Pauline Okello’s farm is jammed with customers seeking confectionaries she makes from orange fleshed sweet potato and quality protein maize flour. The farmer in Aywe, Gulu is doing booming business selling cakes, bhajia, doughnuts. She earns $8 from 70 cakes, and $14 from 70 doughnuts that sell out in two days. The orange-fleshed sweet potato is now a big time source of nutrition and income for farmers in the area.
“It is about time we elevated the sweet potato because it is a food security crop that most farmers are familiar with,” Association for Strengthening Agricultural Research in Eastern and Central Africa (Asareca) programme manager for knowledge management upscaling Dr Lydia Kimenye said.

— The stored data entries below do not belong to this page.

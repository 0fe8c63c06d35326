mod common;

use axum::body::Body;
use axum::http::{Request, StatusCode};
use common::{
    DISPLAY_NAME, EXTERNAL_ID, FakeDirectory, Harness, SUBJECT, active_introspection, json_body,
    location, mount_headless_code, set_cookie,
};
use sso_orchestrator::{AuditEvent, Platform, SessionId, VisitorType};
use wiremock::matchers::{body_string_contains, header, method, path};
use wiremock::{Mock, ResponseTemplate};

fn exchange_request(body: serde_json::Value) -> Request<Body> {
    Request::builder()
        .method("POST")
        .uri("/sso")
        .header("content-type", "application/json")
        .body(Body::from(body.to_string()))
        .unwrap()
}

async fn mount_verify(harness: &Harness, status: u16, body: serde_json::Value) {
    Mock::given(method("POST"))
        .and(path("/token/verify"))
        .respond_with(ResponseTemplate::new(status).set_body_json(body))
        .expect(1)
        .mount(&harness.server)
        .await;
}

async fn forbid_headless(harness: &Harness) {
    Mock::given(method("GET"))
        .and(path("/oauth2/auth"))
        .respond_with(ResponseTemplate::new(500))
        .expect(0)
        .mount(&harness.server)
        .await;
}

// ── POST /sso ──────────────────────────────────────────────────────

#[tokio::test]
async fn revoked_external_token_creates_no_session() {
    let harness = Harness::start().await;
    mount_verify(&harness, 401, serde_json::json!({ "error": "token revoked" })).await;
    forbid_headless(&harness).await;

    let response = harness
        .send(exchange_request(serde_json::json!({ "token": "revoked" })))
        .await;

    assert_eq!(response.status(), StatusCode::UNAUTHORIZED);
    let body = json_body(response).await;
    assert_eq!(body["code"], "external_token_invalid");
    assert!(harness.store.is_empty());
    assert!(harness.audit.events().is_empty());
}

#[tokio::test]
async fn unlinked_identity_is_account_not_found() {
    let harness = Harness::start().await;
    mount_verify(&harness, 200, serde_json::json!({ "external_id": "stranger" })).await;
    forbid_headless(&harness).await;

    let response = harness
        .send(exchange_request(serde_json::json!({ "token": "ext" })))
        .await;

    assert_eq!(response.status(), StatusCode::NOT_FOUND);
    assert_eq!(json_body(response).await["code"], "account_not_found");
    assert!(harness.store.is_empty());
}

#[tokio::test]
async fn disabled_account_is_refused() {
    let mut directory = FakeDirectory::standard();
    for account in directory.accounts.values_mut() {
        account.disabled = true;
    }
    let harness = Harness::with_directory(directory).await;
    mount_verify(&harness, 200, serde_json::json!({ "external_id": EXTERNAL_ID })).await;
    forbid_headless(&harness).await;

    let response = harness
        .send(exchange_request(serde_json::json!({ "token": "ext" })))
        .await;

    assert_eq!(response.status(), StatusCode::FORBIDDEN);
    assert_eq!(json_body(response).await["code"], "account_disabled");
    assert!(harness.store.is_empty());
}

#[tokio::test]
async fn disabled_token_exchange_is_a_configuration_error() {
    let mut directory = FakeDirectory::standard();
    directory.login_config.token_exchange_enabled = false;
    let harness = Harness::with_directory(directory).await;

    let response = harness
        .send(exchange_request(serde_json::json!({ "token": "ext" })))
        .await;

    assert_eq!(response.status(), StatusCode::INTERNAL_SERVER_ERROR);
    assert_eq!(json_body(response).await["code"], "configuration_error");
}

#[tokio::test]
async fn malformed_exchange_body_gets_structured_error() {
    let harness = Harness::start().await;
    forbid_headless(&harness).await;
    let request = Request::builder()
        .method("POST")
        .uri("/sso")
        .header("content-type", "application/json")
        .body(Body::from("{\"platform\": \"web\"}"))
        .unwrap();

    let response = harness.send(request).await;

    assert_eq!(response.status(), StatusCode::BAD_REQUEST);
    let body = json_body(response).await;
    assert_eq!(body["code"], "invalid_request");
    assert!(body["description"].is_string());
    assert!(body["solution"].is_string());
    assert!(harness.store.is_empty());
}

#[tokio::test]
async fn token_exchange_creates_sso_session() {
    let harness = Harness::start().await;
    Mock::given(method("POST"))
        .and(path("/token/verify"))
        .and(header("authorization", "Bearer ext-token"))
        .respond_with(ResponseTemplate::new(200).set_body_json(serde_json::json!({
            "external_id": EXTERNAL_ID,
            "display_name": "Ada L."
        })))
        .expect(1)
        .mount(&harness.server)
        .await;
    mount_headless_code(&harness.server).await;
    Mock::given(method("POST"))
        .and(path("/oauth2/token"))
        .and(body_string_contains("code=hc-1"))
        .and(body_string_contains(
            "redirect_uri=https%3A%2F%2Fapp.example.com%2Flogin%2Fcallback",
        ))
        .respond_with(ResponseTemplate::new(200).set_body_json(serde_json::json!({
            "access_token": "sso-at",
            "expires_in": 3600,
            "refresh_token": "sso-rt"
        })))
        .expect(1)
        .mount(&harness.server)
        .await;

    let response = harness
        .send(exchange_request(serde_json::json!({
            "token": "ext-token",
            "platform": "mobile"
        })))
        .await;

    assert_eq!(response.status(), StatusCode::OK);
    assert_eq!(set_cookie(&response, "sso_access_token").as_deref(), Some("sso-at"));
    let body = json_body(response).await;
    assert_eq!(body["subject_id"], SUBJECT);
    assert_eq!(body["display_name"], DISPLAY_NAME);
    assert_eq!(body["access_token"], "sso-at");
    assert_eq!(body["expires_in"], 3600);

    let session_id = SessionId(body["session_id"].as_str().unwrap().to_string());
    let record = harness.record(&session_id).await.unwrap();
    assert!(record.is_authenticated());
    assert!(record.sso);
    assert_eq!(record.platform, Platform::Mobile);
    assert_eq!(record.visitor_type, Some(VisitorType::RealName));
    assert_eq!(record.refresh_token, "sso-rt");

    assert_eq!(
        harness.audit.events(),
        vec![AuditEvent::Login {
            session_id,
            subject_id: SUBJECT.into(),
            platform: Platform::Mobile,
            sso: true,
        }]
    );
}

// ── GET /sso ───────────────────────────────────────────────────────

#[tokio::test]
async fn broker_sso_creates_session_and_redirects() {
    let harness = Harness::start().await;
    Mock::given(method("POST"))
        .and(path("/partner/sso"))
        .and(body_string_contains("ticket=T-1"))
        .and(body_string_contains("response_type=token+id_token"))
        .respond_with(ResponseTemplate::new(200).set_body_json(serde_json::json!({
            "access_token": "broker-at",
            "id_token": "broker-it",
            "expires_in": 600
        })))
        .expect(1)
        .mount(&harness.server)
        .await;
    Mock::given(method("POST"))
        .and(path("/admin/oauth2/introspect"))
        .and(body_string_contains("token=broker-at"))
        .respond_with(ResponseTemplate::new(200).set_body_json(active_introspection()))
        .expect(1)
        .mount(&harness.server)
        .await;

    let response = harness.get("/sso?ticket=T-1&platform=2", None).await;

    assert_eq!(response.status(), StatusCode::FOUND);
    assert_eq!(location(&response), "/desktop/signed-in");
    let session_id = SessionId(set_cookie(&response, "sso_session").unwrap());
    let record = harness.record(&session_id).await.unwrap();
    assert!(record.sso);
    assert!(record.refresh_token.is_empty());
    assert_eq!(record.id_token, "broker-it");
    assert_eq!(record.display_name, DISPLAY_NAME);
    assert_eq!(harness.audit.events().len(), 1);
}

#[tokio::test]
async fn broker_sso_with_inactive_token_creates_nothing() {
    let harness = Harness::start().await;
    Mock::given(method("POST"))
        .and(path("/partner/sso"))
        .respond_with(ResponseTemplate::new(200).set_body_json(serde_json::json!({
            "access_token": "broker-at",
            "id_token": "broker-it"
        })))
        .mount(&harness.server)
        .await;
    Mock::given(method("POST"))
        .and(path("/admin/oauth2/introspect"))
        .respond_with(ResponseTemplate::new(200).set_body_json(serde_json::json!({ "active": false })))
        .mount(&harness.server)
        .await;

    let response = harness.get("/sso?ticket=T-1", None).await;

    assert_eq!(location(&response), "/signin?error=protocol_error");
    assert!(harness.store.is_empty());
}

#[tokio::test]
async fn broker_sso_without_enabled_broker_is_a_configuration_error() {
    let mut directory = FakeDirectory::standard();
    directory.login_config.broker_id = None;
    let harness = Harness::with_directory(directory).await;

    let response = harness.get("/sso?ticket=T-1", None).await;
    assert_eq!(location(&response), "/signin?error=configuration_error");
}

#[tokio::test]
async fn broker_sso_with_unconfigured_broker_is_a_configuration_error() {
    let mut directory = FakeDirectory::standard();
    directory.login_config.broker_id = Some("ghost".into());
    let harness = Harness::with_directory(directory).await;

    let response = harness.get("/sso?ticket=T-1", None).await;
    assert_eq!(location(&response), "/signin?error=configuration_error");
}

The International Potato Centre (CIP) describes the sweet potato as a crop that grows in marginal conditions, requiring little labour and chemical fertilisers. It is a cheap, nutritious solution for developing countries needing to grow more food on less area for rapidly multiplying populations. It also provides inexpensive, high-protein fodder for animals.
The orange-fleshed sweet potatoes are an important source of beta-carotene, carbohydrates, fibre and vitamin A for children and breast-feeding mothers. Research shows that just about 250 grammes of the orange-fleshed sweet potatoes can provide the recommended daily requirement for vitamin A.

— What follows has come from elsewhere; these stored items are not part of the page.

use axum::Json;
use axum::extract::State;
use axum::http::HeaderMap;
use axum_extra::extract::CookieJar;
use serde::Serialize;

use super::cookies;
use super::error::AuthError;
use super::state::AuthState;
use crate::audit::AuditSink;
use crate::directory::UserDirectory;
use crate::session::SessionStore;

#[derive(Debug, Serialize)]
pub(super) struct RefreshBody {
    access_token: String,
    token_type: String,
    expires_in: Option<u64>,
}

/// Rotate the session's tokens.
///
/// The presented access token must equal the stored one; otherwise the
/// request is refused before the token endpoint is called. On any failure the
/// stored record is left as it was.
pub(super) async fn refresh_token<S: SessionStore, D: UserDirectory, A: AuditSink>(
    State(state): State<AuthState<S, D, A>>,
    jar: CookieJar,
    headers: HeaderMap,
) -> Result<(CookieJar, Json<RefreshBody>), AuthError> {
    let presented = cookies::cookie_pair(&jar, &headers, &state.settings);
    let session_id = presented.session_id.ok_or(AuthError::Unauthenticated)?;
    let mut record = state
        .load(&session_id)
        .await?
        .ok_or(AuthError::SessionNotFound)?;

    if record.access_token.is_empty()
        || presented.access_token.as_deref() != Some(record.access_token.as_str())
    {
        tracing::warn!(session_id = %record.id, "Refresh with foreign access token");
        return Err(AuthError::TokenMismatch);
    }
    if record.refresh_token.is_empty() {
        return Err(AuthError::RefreshFailed("session has no refresh token".into()));
    }

    let tokens = state
        .client
        .refresh(&record.refresh_token)
        .await
        .map_err(|e| {
            tracing::error!(session_id = %record.id, error = %e, "Token refresh failed");
            AuthError::RefreshFailed(e.to_string())
        })?;

    record.access_token = tokens.access_token;
    if let Some(refresh_token) = tokens.refresh_token {
        record.refresh_token = refresh_token;
    }
    if let Some(id_token) = tokens.id_token {
        record.id_token = id_token;
    }
    state.persist(&record).await?;

    tracing::info!(session_id = %record.id, "Session tokens refreshed");
    let jar = cookies::add_session_cookies(jar, &state.settings, &record);
    Ok((
        jar,
        Json(RefreshBody {
            access_token: record.access_token,
            token_type: tokens.token_type,
            expires_in: tokens.expires_in,
        }),
    ))
}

This is particularly important in sub-Saharan Africa and Asia where vitamin A deficiency is a leading cause of blindness and premature death among children under five and pregnant women.
It is these benefits that prompted Asareca to start a project to enhance farmers uptake and adoption of orange-fleshed sweet potato technologies. Three years on, Asareca and CIP have developed 11 varieties and a number of technologies.

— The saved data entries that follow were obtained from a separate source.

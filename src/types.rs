use derive_more::{Display, From, Into};
use serde::{Deserialize, Serialize};

/// Opaque session identifier (ULID string), carried in the session cookie.
#[derive(
    Debug, Clone, PartialEq, Eq, Hash, Serialize, Deserialize, Display, From, Into, Default,
)]
#[serde(transparent)]
pub struct SessionId(pub String);

impl SessionId {
    /// Mint a fresh, unguessable session id.
    #[must_use]
    pub fn generate() -> Self {
        Self(ulid::Ulid::new().to_string())
    }

    #[must_use]
    pub fn as_str(&self) -> &str {
        &self.0
    }
}

impl From<&str> for SessionId {
    fn from(s: &str) -> Self {
        Self(s.to_owned())
    }
}

/// Subject identifier of a local account (OAuth `sub` claim).
#[derive(
    Debug, Clone, PartialEq, Eq, Hash, Serialize, Deserialize, Display, From, Into, Default,
)]
#[serde(transparent)]
pub struct SubjectId(pub String);

impl SubjectId {
    #[must_use]
    pub fn as_str(&self) -> &str {
        &self.0
    }

    #[must_use]
    pub fn is_empty(&self) -> bool {
        self.0.is_empty()
    }
}

impl From<&str> for SubjectId {
    fn from(s: &str) -> Self {
        Self(s.to_owned())
    }
}

/// A string did not name any variant of one of the enumerated mappings below.
#[derive(Debug, Clone, PartialEq, Eq, thiserror::Error)]
#[error("unknown {kind}: {value:?}")]
pub struct ParseEnumError {
    kind: &'static str,
    value: String,
}

impl ParseEnumError {
    fn new(kind: &'static str, value: &str) -> Self {
        Self {
            kind,
            value: value.to_owned(),
        }
    }
}

/// Front end the browser session was started from.
///
/// Browsers pass it as a numeric code (`?platform=1`); the code selects the
/// success landing page after login.
#[derive(Debug, Clone, Copy, PartialEq, Eq, Hash, Default, Serialize, Deserialize)]
#[serde(rename_all = "snake_case")]
pub enum Platform {
    #[default]
    Web,
    Desktop,
    Mobile,
}

impl Platform {
    pub const ALL: [Platform; 3] = [Platform::Web, Platform::Desktop, Platform::Mobile];

    #[must_use]
    pub const fn code(self) -> u8 {
        match self {
            Self::Web => 1,
            Self::Desktop => 2,
            Self::Mobile => 3,
        }
    }

    #[must_use]
    pub const fn from_code(code: u8) -> Option<Self> {
        match code {
            1 => Some(Self::Web),
            2 => Some(Self::Desktop),
            3 => Some(Self::Mobile),
            _ => None,
        }
    }

    #[must_use]
    pub const fn as_str(self) -> &'static str {
        match self {
            Self::Web => "web",
            Self::Desktop => "desktop",
            Self::Mobile => "mobile",
        }
    }
}

impl std::str::FromStr for Platform {
    type Err = ParseEnumError;

    /// Accepts either the numeric code or the lowercase name.
    fn from_str(s: &str) -> Result<Self, Self::Err> {
        let s = s.trim();
        if let Ok(code) = s.parse::<u8>() {
            return Self::from_code(code).ok_or_else(|| ParseEnumError::new("platform", s));
        }
        Self::ALL
            .into_iter()
            .find(|p| p.as_str() == s)
            .ok_or_else(|| ParseEnumError::new("platform", s))
    }
}

/// Classification of the authenticated principal.
#[derive(Debug, Clone, Copy, PartialEq, Eq, Hash, Serialize, Deserialize)]
#[serde(rename_all = "snake_case")]
pub enum VisitorType {
    RealName,
    Anonymous,
    ServiceAccount,
}

impl VisitorType {
    #[must_use]
    pub const fn as_str(self) -> &'static str {
        match self {
            Self::RealName => "real_name",
            Self::Anonymous => "anonymous",
            Self::ServiceAccount => "service_account",
        }
    }
}

impl std::str::FromStr for VisitorType {
    type Err = ParseEnumError;

    fn from_str(s: &str) -> Result<Self, Self::Err> {
        match s {
            "real_name" => Ok(Self::RealName),
            "anonymous" => Ok(Self::Anonymous),
            "service_account" => Ok(Self::ServiceAccount),
            other => Err(ParseEnumError::new("visitor type", other)),
        }
    }
}

/// Kind of local account a real-name visitor signed in with.
#[derive(Debug, Clone, Copy, PartialEq, Eq, Hash, Default, Serialize, Deserialize)]
#[serde(rename_all = "snake_case")]
pub enum AccountType {
    #[default]
    Personal,
    Enterprise,
    Admin,
}

impl AccountType {
    #[must_use]
    pub const fn as_str(self) -> &'static str {
        match self {
            Self::Personal => "personal",
            Self::Enterprise => "enterprise",
            Self::Admin => "admin",
        }
    }
}

impl std::str::FromStr for AccountType {
    type Err = ParseEnumError;

    fn from_str(s: &str) -> Result<Self, Self::Err> {
        match s {
            "personal" => Ok(Self::Personal),
            "enterprise" => Ok(Self::Enterprise),
            "admin" => Ok(Self::Admin),
            other => Err(ParseEnumError::new("account type", other)),
        }
    }
}

/// Kind of OAuth client a token was minted for.
#[derive(Debug, Clone, Copy, PartialEq, Eq, Hash, Default, Serialize, Deserialize)]
#[serde(rename_all = "snake_case")]
pub enum ClientType {
    #[default]
    Web,
    Desktop,
    Mobile,
    Cli,
}

impl ClientType {
    #[must_use]
    pub const fn as_str(self) -> &'static str {
        match self {
            Self::Web => "web",
            Self::Desktop => "desktop",
            Self::Mobile => "mobile",
            Self::Cli => "cli",
        }
    }
}

impl std::str::FromStr for ClientType {
    type Err = ParseEnumError;

    fn from_str(s: &str) -> Result<Self, Self::Err> {
        match s {
            "web" => Ok(Self::Web),
            "desktop" => Ok(Self::Desktop),
            "mobile" => Ok(Self::Mobile),
            "cli" => Ok(Self::Cli),
            other => Err(ParseEnumError::new("client type", other)),
        }
    }
}

impl From<Platform> for ClientType {
    fn from(p: Platform) -> Self {
        match p {
            Platform::Web => Self::Web,
            Platform::Desktop => Self::Desktop,
            Platform::Mobile => Self::Mobile,
        }
    }
}

/// Client metadata of one login challenge, as reported by the admin API.
///
/// Missing metadata is not an error; every field defaults to empty.
#[derive(Debug, Clone, Default, PartialEq, Eq, Serialize, Deserialize)]
pub struct DeviceInfo {
    pub name: String,
    pub client_type: String,
    pub description: String,
}

/// Session id and access token as the browser presents them.
///
/// Transport only: the stored session record is authoritative.
#[derive(Debug, Clone, Default, PartialEq, Eq)]
pub struct CookiePair {
    pub session_id: Option<SessionId>,
    pub access_token: Option<String>,
}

“We are also testing a technology that will preserve the vines during the dry season and conservation of the root in the sand and then do rapid multiplication,” Dr Kimenye said.
The varieties exist with a wide range of skin and flesh colour, from white to yellow-orange to deep purple-fleshed roots, which are a rich source of compounds called anthocyanins that have medicinal value as anti-oxidants and cancer preventing agents. Cancer research is ongoing about these.
Patrick Makokha of Siwongo Drainage and Irrigation Self-help Group in Busia in Kenya started multiplying orange-fleshed sweet potato vines from less than a quarter an acre, that have expanded to seven acres in three years. He makes $290 a month from the sale of the potatoes and $195 from the sale of vines.
Multiplication and distribution of clean planting materials or vines is at all levels; individual farmers, farmer groups that manage secondary multiplication sites and national agricultural research institutes and supply-side partners such as extension and non governmental organisation staff that do the backstopping and monitoring.
About 10,000 farmers in Ethiopia, Kenya, Tanzania, Rwanda and Uganda — have been reached by the project with planting materials and training on the technologies.